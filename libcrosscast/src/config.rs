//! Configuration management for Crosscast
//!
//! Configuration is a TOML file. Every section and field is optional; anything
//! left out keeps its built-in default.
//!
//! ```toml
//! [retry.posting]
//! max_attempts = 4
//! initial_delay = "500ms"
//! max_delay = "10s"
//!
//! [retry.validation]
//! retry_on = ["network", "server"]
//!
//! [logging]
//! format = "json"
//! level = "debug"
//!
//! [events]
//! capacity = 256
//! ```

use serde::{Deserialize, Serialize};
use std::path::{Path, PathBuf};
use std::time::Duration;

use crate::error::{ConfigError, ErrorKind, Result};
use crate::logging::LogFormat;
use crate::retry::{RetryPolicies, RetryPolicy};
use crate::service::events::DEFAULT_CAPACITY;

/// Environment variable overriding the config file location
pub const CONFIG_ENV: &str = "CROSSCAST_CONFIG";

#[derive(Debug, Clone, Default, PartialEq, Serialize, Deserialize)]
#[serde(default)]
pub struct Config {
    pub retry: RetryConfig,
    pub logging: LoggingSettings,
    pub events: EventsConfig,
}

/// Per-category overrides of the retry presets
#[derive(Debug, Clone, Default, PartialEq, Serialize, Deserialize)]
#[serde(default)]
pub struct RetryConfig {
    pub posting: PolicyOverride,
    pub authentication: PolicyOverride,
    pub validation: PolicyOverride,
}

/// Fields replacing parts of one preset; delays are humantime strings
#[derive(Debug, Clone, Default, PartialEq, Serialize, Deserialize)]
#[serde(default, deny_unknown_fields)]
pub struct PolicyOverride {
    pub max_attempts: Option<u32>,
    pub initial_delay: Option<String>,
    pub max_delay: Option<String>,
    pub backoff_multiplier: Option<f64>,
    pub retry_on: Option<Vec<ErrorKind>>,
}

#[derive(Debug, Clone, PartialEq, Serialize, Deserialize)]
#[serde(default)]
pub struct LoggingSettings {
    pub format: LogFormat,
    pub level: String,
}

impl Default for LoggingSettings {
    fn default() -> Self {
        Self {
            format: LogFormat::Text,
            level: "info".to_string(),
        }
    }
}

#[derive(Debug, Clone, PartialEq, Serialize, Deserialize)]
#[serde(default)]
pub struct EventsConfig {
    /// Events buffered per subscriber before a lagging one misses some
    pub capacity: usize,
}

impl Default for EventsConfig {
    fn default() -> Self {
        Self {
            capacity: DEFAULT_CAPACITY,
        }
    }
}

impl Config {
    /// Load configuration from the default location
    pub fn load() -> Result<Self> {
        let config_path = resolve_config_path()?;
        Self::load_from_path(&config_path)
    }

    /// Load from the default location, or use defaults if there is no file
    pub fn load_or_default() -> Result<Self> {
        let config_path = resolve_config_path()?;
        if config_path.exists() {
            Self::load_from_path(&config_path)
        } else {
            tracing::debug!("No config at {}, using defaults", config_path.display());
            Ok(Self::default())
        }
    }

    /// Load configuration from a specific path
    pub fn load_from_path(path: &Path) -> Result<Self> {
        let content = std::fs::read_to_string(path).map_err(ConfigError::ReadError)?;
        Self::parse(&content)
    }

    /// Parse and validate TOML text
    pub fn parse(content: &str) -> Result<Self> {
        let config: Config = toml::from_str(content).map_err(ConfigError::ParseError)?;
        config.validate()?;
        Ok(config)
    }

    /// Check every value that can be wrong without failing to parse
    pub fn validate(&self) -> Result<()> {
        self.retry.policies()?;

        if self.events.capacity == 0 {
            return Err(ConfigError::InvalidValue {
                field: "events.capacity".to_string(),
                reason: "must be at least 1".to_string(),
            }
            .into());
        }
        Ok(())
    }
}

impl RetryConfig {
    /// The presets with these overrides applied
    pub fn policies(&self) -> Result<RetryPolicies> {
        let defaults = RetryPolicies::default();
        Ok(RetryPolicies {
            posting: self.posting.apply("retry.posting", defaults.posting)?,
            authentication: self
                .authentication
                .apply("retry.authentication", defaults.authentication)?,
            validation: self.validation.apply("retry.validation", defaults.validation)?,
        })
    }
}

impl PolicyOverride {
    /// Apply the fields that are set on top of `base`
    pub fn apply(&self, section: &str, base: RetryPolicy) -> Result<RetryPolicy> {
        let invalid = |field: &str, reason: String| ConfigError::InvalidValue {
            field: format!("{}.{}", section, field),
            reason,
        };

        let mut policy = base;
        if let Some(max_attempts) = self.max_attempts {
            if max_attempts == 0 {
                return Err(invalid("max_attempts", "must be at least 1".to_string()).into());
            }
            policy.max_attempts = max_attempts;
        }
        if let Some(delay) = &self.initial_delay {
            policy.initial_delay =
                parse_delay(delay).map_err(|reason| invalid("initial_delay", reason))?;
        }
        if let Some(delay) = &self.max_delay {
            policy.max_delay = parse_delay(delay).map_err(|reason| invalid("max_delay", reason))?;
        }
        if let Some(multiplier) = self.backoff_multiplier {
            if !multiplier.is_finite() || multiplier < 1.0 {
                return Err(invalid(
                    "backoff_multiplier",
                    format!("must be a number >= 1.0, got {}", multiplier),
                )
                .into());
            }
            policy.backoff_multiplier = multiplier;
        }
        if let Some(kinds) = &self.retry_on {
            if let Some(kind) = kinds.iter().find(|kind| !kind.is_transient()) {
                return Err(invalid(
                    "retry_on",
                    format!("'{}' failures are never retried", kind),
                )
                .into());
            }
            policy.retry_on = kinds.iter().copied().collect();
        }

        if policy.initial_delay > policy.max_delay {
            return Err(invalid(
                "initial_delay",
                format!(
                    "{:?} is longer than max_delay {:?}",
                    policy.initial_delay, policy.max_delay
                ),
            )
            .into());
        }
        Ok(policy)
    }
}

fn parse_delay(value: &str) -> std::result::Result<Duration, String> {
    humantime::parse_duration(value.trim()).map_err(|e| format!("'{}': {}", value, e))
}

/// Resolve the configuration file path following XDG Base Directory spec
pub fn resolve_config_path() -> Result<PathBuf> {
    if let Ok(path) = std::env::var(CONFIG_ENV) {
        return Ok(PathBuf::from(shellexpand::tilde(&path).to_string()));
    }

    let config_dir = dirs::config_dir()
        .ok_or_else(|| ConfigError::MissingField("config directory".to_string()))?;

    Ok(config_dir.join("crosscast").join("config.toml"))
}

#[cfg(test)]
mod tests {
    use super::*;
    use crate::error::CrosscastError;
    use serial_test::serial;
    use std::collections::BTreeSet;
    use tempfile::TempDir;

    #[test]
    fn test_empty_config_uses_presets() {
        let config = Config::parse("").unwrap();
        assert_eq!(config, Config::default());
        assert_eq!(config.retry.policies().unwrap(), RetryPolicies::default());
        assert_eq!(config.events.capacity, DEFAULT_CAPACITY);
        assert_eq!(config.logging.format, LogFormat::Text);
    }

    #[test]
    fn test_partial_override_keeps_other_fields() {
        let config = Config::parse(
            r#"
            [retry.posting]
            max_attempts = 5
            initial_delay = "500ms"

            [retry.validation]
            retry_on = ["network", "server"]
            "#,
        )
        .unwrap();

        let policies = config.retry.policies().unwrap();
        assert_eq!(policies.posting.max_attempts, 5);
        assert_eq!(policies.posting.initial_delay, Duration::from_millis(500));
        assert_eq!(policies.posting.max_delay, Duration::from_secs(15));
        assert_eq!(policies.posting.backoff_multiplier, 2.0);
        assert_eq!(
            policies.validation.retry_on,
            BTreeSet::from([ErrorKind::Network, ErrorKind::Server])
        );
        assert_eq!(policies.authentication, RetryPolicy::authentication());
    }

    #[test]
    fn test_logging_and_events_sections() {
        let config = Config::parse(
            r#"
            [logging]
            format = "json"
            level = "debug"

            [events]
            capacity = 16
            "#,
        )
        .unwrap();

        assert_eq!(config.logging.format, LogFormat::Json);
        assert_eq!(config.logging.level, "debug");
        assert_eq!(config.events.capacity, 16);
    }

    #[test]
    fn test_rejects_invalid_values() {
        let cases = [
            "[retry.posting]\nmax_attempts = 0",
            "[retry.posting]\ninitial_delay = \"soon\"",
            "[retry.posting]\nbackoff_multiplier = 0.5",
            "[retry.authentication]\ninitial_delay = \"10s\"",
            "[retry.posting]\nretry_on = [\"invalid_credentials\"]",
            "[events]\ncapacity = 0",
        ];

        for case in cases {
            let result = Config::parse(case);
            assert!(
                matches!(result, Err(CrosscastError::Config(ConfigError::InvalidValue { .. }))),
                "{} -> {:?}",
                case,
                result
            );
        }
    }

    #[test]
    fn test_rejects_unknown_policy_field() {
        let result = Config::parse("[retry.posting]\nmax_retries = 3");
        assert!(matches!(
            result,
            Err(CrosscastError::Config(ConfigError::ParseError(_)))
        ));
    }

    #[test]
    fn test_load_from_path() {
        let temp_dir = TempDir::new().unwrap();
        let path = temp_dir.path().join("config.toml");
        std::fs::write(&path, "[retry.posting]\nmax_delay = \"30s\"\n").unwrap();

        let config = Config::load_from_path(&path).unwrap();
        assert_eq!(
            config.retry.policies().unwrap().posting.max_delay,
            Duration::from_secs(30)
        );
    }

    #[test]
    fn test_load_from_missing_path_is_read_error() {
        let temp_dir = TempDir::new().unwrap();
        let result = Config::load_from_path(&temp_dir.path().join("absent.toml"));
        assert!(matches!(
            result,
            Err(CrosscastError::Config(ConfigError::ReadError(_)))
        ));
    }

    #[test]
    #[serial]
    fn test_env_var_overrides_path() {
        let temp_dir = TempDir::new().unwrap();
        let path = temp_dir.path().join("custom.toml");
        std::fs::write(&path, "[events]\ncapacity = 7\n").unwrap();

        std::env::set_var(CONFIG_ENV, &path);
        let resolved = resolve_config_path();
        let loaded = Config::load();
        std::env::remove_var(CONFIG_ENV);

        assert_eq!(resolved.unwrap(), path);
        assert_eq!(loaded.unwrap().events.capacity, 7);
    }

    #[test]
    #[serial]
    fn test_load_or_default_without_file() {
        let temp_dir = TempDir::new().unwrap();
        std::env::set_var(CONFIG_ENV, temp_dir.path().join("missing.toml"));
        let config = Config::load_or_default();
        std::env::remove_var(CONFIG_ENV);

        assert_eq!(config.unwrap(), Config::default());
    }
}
::::::::::
▶ **Problem details**
If a line in the entries holds the string "ncapacity", count it, then state the total and nothing more.

▶ **Task response**
2